Repairs and bypasses are being built to the main road, EN6, which links Beira to the rest of Mozambique and the road should open Monday, said Correia. The restored road connection will allow larger deliveries of food, medicines and other essential supplies to be to be brought to Beira and to flooded areas like Nhamatanda, west of the city.

"People are already going," the environment minister said of the newly accessible road.

Malaria is a looming problem

Malaria is another looming health problem that the minister said was "unavoidable" because large expanses of standing water encourage the spread of malaria-carrying mosquitoes.

Asked about his country's current corruption scandal and whether the diversion of money has hurt the rescue efforts, Correia bristled, saying the government's focus now is on saving lives.

"We are doing everything to fight corruption," he said. "It's systematic, up to the top," he said of the anti-graft drive.

Two large field hospitals and water purification systems were on the way, joining a wide-ranging effort that includes drones to scout out areas in need across the landscape of central Mozambique, said Sebastian Rhodes Stampa, deputy director of the UN Humanitarian operation.

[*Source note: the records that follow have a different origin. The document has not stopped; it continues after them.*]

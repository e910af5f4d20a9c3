use chrono::{DateTime, NaiveDate, Utc};
use coach_catalog::{Bus, Route, StopPoint};
use coach_core::calendar::DayWindow;
use coach_core::payment::{PaymentMethod, PaymentStatus};
use coach_core::text_enum;
use serde::{Deserialize, Serialize};
use uuid::Uuid;

text_enum! {
    /// Booking lifecycle. `Cancelled` is terminal; `Completed` is only set by
    /// post-journey processing outside this engine.
    pub enum BookingStatus {
        Confirmed => "confirmed",
        Cancelled => "cancelled",
        Completed => "completed",
    }
}

text_enum! {
    pub enum Gender {
        Male => "Male",
        Female => "Female",
        Other => "Other",
    }
}

/// One passenger on one seat.
#[derive(Debug, Clone, Serialize, Deserialize, PartialEq, Eq)]
#[serde(rename_all = "camelCase")]
pub struct SeatAssignment {
    pub seat_number: String,
    pub passenger_name: String,
    pub passenger_age: u8,
    pub passenger_gender: Gender,
}

/// A confirmed claim by one user on seats of one trip.
#[derive(Debug, Clone, Serialize, Deserialize, PartialEq)]
#[serde(rename_all = "camelCase")]
pub struct Booking {
    pub id: Uuid,
    pub user_id: Uuid,
    pub bus_id: Uuid,
    pub route_id: Uuid,
    pub journey_date: NaiveDate,
    pub departs_at: DateTime<Utc>,
    pub seats: Vec<SeatAssignment>,
    #[serde(default, skip_serializing_if = "Option::is_none")]
    pub boarding_point: Option<StopPoint>,
    #[serde(default, skip_serializing_if = "Option::is_none")]
    pub dropping_point: Option<StopPoint>,
    pub total_amount: i64,
    pub payment_status: PaymentStatus,
    #[serde(default, skip_serializing_if = "Option::is_none")]
    pub payment_method: Option<PaymentMethod>,
    #[serde(default, skip_serializing_if = "Option::is_none")]
    pub transaction_id: Option<String>,
    pub booking_status: BookingStatus,
    #[serde(default, skip_serializing_if = "Option::is_none")]
    pub cancellation_reason: Option<String>,
    #[serde(default, skip_serializing_if = "Option::is_none")]
    pub cancelled_at: Option<DateTime<Utc>>,
    pub refund_amount: i64,
    pub booking_id: String,
    pub created_at: DateTime<Utc>,
}

impl Booking {
    pub fn seat_numbers(&self) -> impl Iterator<Item = &str> {
        self.seats.iter().map(|s| s.seat_number.as_str())
    }

    pub fn is_confirmed(&self) -> bool {
        self.booking_status == BookingStatus::Confirmed
    }

    pub fn is_cancelled(&self) -> bool {
        self.booking_status == BookingStatus::Cancelled
    }

    pub fn is_paid(&self) -> bool {
        self.payment_status == PaymentStatus::Completed
    }

    /// Midnight UTC of the journey date. Refund notice and the past-journey
    /// check count from here, not from the scheduled departure.
    pub fn journey_starts_at(&self) -> DateTime<Utc> {
        DayWindow::for_date(self.journey_date).opens_at()
    }
}

/// A booking together with the bus and route it was made on. Either may be
/// absent for old bookings whose bus or route has since been removed.
#[derive(Debug, Clone, Serialize)]
#[serde(rename_all = "camelCase")]
pub struct BookingDetails {
    #[serde(flatten)]
    pub booking: Booking,
    pub bus: Option<Bus>,
    pub route: Option<Route>,
}

#[derive(Debug, Clone, Serialize)]
#[serde(rename_all = "camelCase")]
pub struct CancellationReceipt {
    pub booking: Booking,
    pub refund_amount: i64,
    pub refund_percentage: u8,
}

The scale of the devastation is "extraordinary" not only because of the cyclone and flooding but because the land had already had been saturated by earlier rains, he said.

A huge number of aid assets are now in Mozambique, Stampa said: "No government in the world can respond alone in these circumstances."

FRANCE 24 visited a school in Beira, Mozambique’s fourth-largest city, that has been converted into a rescue centre for children.

UNICEF Executive Director Henrietta Fore said that at the centre, “When the cyclone comes in the area is just flooded, people run to the trees… but then we can’t reach them and many can’t swim. We now know we need about $30 million for the countries affected.”

The UN’s Fore added: “We are running out of time, it is at a critical point here."